The Federal Communications Commission has just made it easier for broadband providers to sell their customers’ personal information.
The agency, on Wednesday, voted to stay the new set of rules it put in place last October under former FCC chairman Tom Wheeler. Those rules, which would have gone into effect today, would have forced companies like AT&T, Comcast or Verizon to obtain consent from their subscribers before sharing their data with paying third-parties.
Under the FCC’s new Republican chairman Ajit Pai, however, a 2-1 vote put the original ruling on hold.
Under the rules championed by Wheeler, Internet service providers (ISPs) would also have to notify customers of the types of information they collect, explain how and for what purpose the data is collected and identify with whom they share the data. Also, the ruling would have forced ISPs to provide such information when a customer signs up for service.
The dissenting voice, Commissioner Mignon Clyburn, called the reversal of the original order irresponsible. She laid out her thoughts on the matter in a lengthy statement.
In this Order, the majority fells a tree to ostensibly prune a branch. Rather than interpret a duly-adopted, flexible rule in a manner that would be consistent with the majority’s understanding of its proper scope, they have chosen to gut the rule entirely. If the problem with the data security rule is, for example, the ability of the Commission to look to other Congressional mandates for guidance, then simply issue interpretive guidance that narrows the scope of the rule. In another context, the majority allowed rules to go into effect with a letter of intent not to enforce until the rules were modified. So my question is why does the same approach not work here?
The painful answer is this: Because with the new FCC, the ends justify the means.
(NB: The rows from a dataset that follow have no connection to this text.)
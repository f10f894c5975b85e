use async_trait::async_trait;
use revrec_core::{Contract, ContractsForCustomerQuery, NewContract};
use serde_json::Value;

use crate::args::parse_json_arg;
use crate::backend::{Backend, BackendRequest};
use crate::errors::ToolError;
use crate::tools::Tool;

pub const NO_CONTRACTS: &str = "No contracts for this customer";

pub struct AddContract;

#[async_trait]
impl Tool for AddContract {
    fn name(&self) -> &'static str {
        "addcontract"
    }

    fn description(&self) -> &'static str {
        "Add a contract to the database."
    }

    async fn call(&self, backend: &dyn Backend, input: &str) -> Result<String, ToolError> {
        let contract: NewContract = parse_json_arg(self.name(), input)?;
        let body = serde_json::to_value(&contract)?;
        let response = backend.send(BackendRequest::post(&["contracts"], body)).await?;
        Ok(response.body)
    }
}

pub struct GetContracts;

#[async_trait]
impl Tool for GetContracts {
    fn name(&self) -> &'static str {
        "getcontracts"
    }

    fn description(&self) -> &'static str {
        "List every contract in the database."
    }

    async fn call(&self, backend: &dyn Backend, _input: &str) -> Result<String, ToolError> {
        let response = backend.send(BackendRequest::get(&["contracts"])).await?;
        let contracts: Value = response.json()?;
        Ok(contracts.to_string())
    }
}

pub struct GetContractsForCustomer;

#[async_trait]
impl Tool for GetContractsForCustomer {
    fn name(&self) -> &'static str {
        "getcontractsforcustomer"
    }

    fn description(&self) -> &'static str {
        "List the contract IDs booked for a customer."
    }

    async fn call(&self, backend: &dyn Backend, input: &str) -> Result<String, ToolError> {
        let query: ContractsForCustomerQuery = parse_json_arg(self.name(), input)?;
        let customer_id = query.customer_id.to_string();
        let response = backend
            .send(BackendRequest::get(&["customers", "id", customer_id.as_str(), "contracts"]))
            .await?;
        let contracts: Vec<Contract> = response.json()?;
        Ok(describe_contract_ids(&contracts))
    }
}

fn describe_contract_ids(contracts: &[Contract]) -> String {
    if contracts.is_empty() {
        return NO_CONTRACTS.to_string();
    }

    let ids = contracts.iter().map(|contract| contract.id.to_string()).collect::<Vec<_>>();
    format!("The contract IDs are {}", ids.join(", "))
}

#[cfg(test)]
mod tests {
    use serde_json::json;

    use super::{AddContract, GetContracts, GetContractsForCustomer, NO_CONTRACTS};
    use crate::backend::Method;
    use crate::errors::ToolError;
    use crate::testing::RecordingBackend;
    use crate::tools::Tool;

    #[tokio::test]
    async fn addcontract_posts_typed_body() {
        let backend = RecordingBackend::default().respond(
            Method::Post,
            "/contracts",
            201,
            "Contract 1 was added for customer Alpha with booked month 5",
        );

        let output = AddContract
            .call(&backend, "{'customer_id': 6, 'booked_month': 5}")
            .await
            .expect("call should succeed");

        assert_eq!(output, "Contract 1 was added for customer Alpha with booked month 5");
        let request = backend.last_request().expect("request recorded");
        assert_eq!(request.path(), "/contracts");
        assert_eq!(request.body, Some(json!({ "customer_id": 6, "booked_month": 5 })));
    }

    #[tokio::test]
    async fn addcontract_rejects_missing_month_without_calling_backend() {
        let backend = RecordingBackend::default();

        let result = AddContract.call(&backend, r#"{"customer_id": 6}"#).await;

        assert!(matches!(result, Err(ToolError::InvalidArgument { function: "addcontract", .. })));
        assert!(backend.requests().is_empty());
    }

    #[tokio::test]
    async fn getcontracts_renders_parsed_json() {
        let backend = RecordingBackend::default().respond(
            Method::Get,
            "/contracts",
            200,
            "[\n  {\"id\": 1, \"customer_id\": 6, \"booked_month\": 5}\n]",
        );

        let output = GetContracts.call(&backend, "").await.expect("call should succeed");
        assert_eq!(output, r#"[{"id":1,"customer_id":6,"booked_month":5}]"#);
    }

    #[tokio::test]
    async fn getcontractsforcustomer_lists_ids() {
        let backend = RecordingBackend::default().respond(
            Method::Get,
            "/customers/id/6/contracts",
            200,
            r#"[{"id": 1, "customer_id": 6, "booked_month": 5},
                {"id": 3, "customer_id": 6, "booked_month": 9}]"#,
        );

        let output = GetContractsForCustomer
            .call(&backend, r#"{"customer_id": 6}"#)
            .await
            .expect("call should succeed");
        assert_eq!(output, "The contract IDs are 1, 3");
    }

    #[tokio::test]
    async fn getcontractsforcustomer_reports_empty_list() {
        let backend = RecordingBackend::default().respond(
            Method::Get,
            "/customers/id/7/contracts",
            200,
            "[]",
        );

        let output = GetContractsForCustomer
            .call(&backend, r#"{"customer_id": 7}"#)
            .await
            .expect("call should succeed");
        assert_eq!(output, NO_CONTRACTS);
    }
}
This Order is but a proxy for gutting the Commission’s duly adopted privacy rules—and it does so with very little finesse.
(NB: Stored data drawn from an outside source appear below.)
pub mod call;
pub mod config;
pub mod doctor;
pub mod funcs;
pub mod prompt;

use revrec_agent::ToolError;
use revrec_core::config::{AppConfig, LogFormat};
use serde::Serialize;
use tracing::Level;

#[derive(Debug, Clone)]
pub struct CommandResult {
    pub exit_code: u8,
    pub output: String,
}

#[derive(Debug, Serialize)]
struct CommandOutcome {
    command: String,
    status: String,
    error_class: Option<String>,
    message: String,
}

impl CommandResult {
    pub fn success(command: &str, message: impl Into<String>) -> Self {
        let payload = CommandOutcome {
            command: command.to_string(),
            status: "ok".to_string(),
            error_class: None,
            message: message.into(),
        };
        Self { exit_code: 0, output: serialize_payload(payload) }
    }

    pub fn failure(
        command: &str,
        error_class: &str,
        message: impl Into<String>,
        exit_code: u8,
    ) -> Self {
        let payload = CommandOutcome {
            command: command.to_string(),
            status: "error".to_string(),
            error_class: Some(error_class.to_string()),
            message: message.into(),
        };
        Self { exit_code, output: serialize_payload(payload) }
    }

    pub fn from_tool_error(command: &str, error: &ToolError) -> Self {
        let (error_class, exit_code) = match error {
            ToolError::InvalidArgument { .. } => ("invalid_argument", 4),
            ToolError::UnknownFunction(_) => ("unknown_function", 4),
            ToolError::MalformedCall(_) => ("malformed_call", 4),
            ToolError::DuplicateFunction(_) | ToolError::InvalidBaseUrl(_) => ("runtime_init", 3),
            ToolError::Transport(_) => ("backend_transport", 5),
            ToolError::Status { .. } => ("backend_status", 5),
            ToolError::Decode(_) => ("backend_decode", 5),
        };
        Self::failure(command, error_class, error.to_string(), exit_code)
    }
}

fn serialize_payload(payload: CommandOutcome) -> String {
    serde_json::to_string(&payload).unwrap_or_else(|error| {
        format!(
            "{{\"command\":\"unknown\",\"status\":\"error\",\"error_class\":\"serialization\",\"message\":\"{}\"}}",
            error.to_string().replace('\\', "\\\\").replace('"', "\\\"")
        )
    })
}

/// Logs go to stderr so stdout stays a single parseable outcome.
pub(crate) fn init_logging(config: &AppConfig) {
    let log_level = config.logging.level.parse::<Level>().unwrap_or(Level::INFO);
    let builder = tracing_subscriber::fmt()
        .with_target(false)
        .with_max_level(log_level)
        .with_writer(std::io::stderr);

    let _ = match config.logging.format {
        LogFormat::Compact => builder.compact().try_init(),
        LogFormat::Pretty => builder.pretty().try_init(),
        LogFormat::Json => builder.json().try_init(),
    };
}
#[tokio::test]
async fn test_rebuild_after_ready_failure_reconciles_again() {
    let harness = Harness::new("genome", &genome_otus());
    let store = Arc::new(
        FaultyStore::new(harness.store.clone())
            .fail_after(StoreOperation::UpdateOne, Collection::Indexes, 3),
    );
    BuildOrchestrator::new(harness.context_with_store(store, genome_manifest()))
        .run()
        .await
        .unwrap_err();

    let report = BuildOrchestrator::new(harness.context(genome_manifest()))
        .run()
        .await
        .unwrap();

    assert_eq!(report.reconciled.updated, 2);
    assert_eq!(harness.otu_field("A", "last_indexed_version"), json!(2));
    assert_eq!(harness.otu_field("B", "last_indexed_version"), json!(1));
}

#[tokio::test]
async fn test_reconstruction_fan_out_is_bounded() {
    let otus: Vec<Otu> = (0..24)
        .map(|n| {
            OtuBuilder::new(&format!("otu{}", n))
                .version(1)
                .reference(REFERENCE)
                .isolate_with(&format!("otu{}_i", n), true, 1)
                .build()
        })
        .collect();
    let manifest: Manifest = otus.iter().map(|o| (o.id.clone(), o.version)).collect();
    let harness = Harness::scripted(
        "genome",
        &otus,
        ScriptedRunner::succeeding(),
        |history| history.with_delay(Duration::from_millis(10)),
    );

    let report = BuildOrchestrator::new(harness.context(manifest).with_concurrency(4))
        .run()
        .await
        .unwrap();

    assert_eq!(report.otu_count, 24);
    assert_eq!(harness.history.calls(), 24);
    assert!(harness.history.max_in_flight() <= 4);
}

#[tokio::test]
async fn test_reuses_host_reserved_record() {
    let harness = Harness::new("genome", &genome_otus());
    BuildIndex::new(INDEX, REFERENCE, genome_manifest())
        .reserve(harness.store.as_ref())
        .await
        .unwrap();

    BuildOrchestrator::new(harness.context(genome_manifest()))
        .run()
        .await
        .unwrap();

    assert_eq!(harness.store.count(Collection::Indexes), 1);
    let record = BuildIndex::load(harness.store.as_ref(), INDEX).await.unwrap().unwrap();
    assert!(record.ready);
}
Pai, in a joint statement with Federal Trade Commission chairman Maureen K. Ohlhausen, said the rules did not provide the necessary “comprehensive and consistent framework” to be effective.
“Americans care about the overall privacy of their information when they use the Internet, and they shouldn’t have to be lawyers or engineers to figure out if their information is protected differently depending on which part of the Internet holds it,” they said, adding that jurisdiction over broadband providers’ privacy and data security practices should be returned to the FTC.
“Until that happens, however, we will work together on harmonizing the FCC’s privacy rules for broadband providers with the FTC’s standards for other companies in the digital economy,” Pai and Ohlhausen said, adding that the rule was not “consistent with the FTC’s privacy framework” and would remain in place “only until the FCC is able to rule on a petition for reconsideration of its privacy rules.”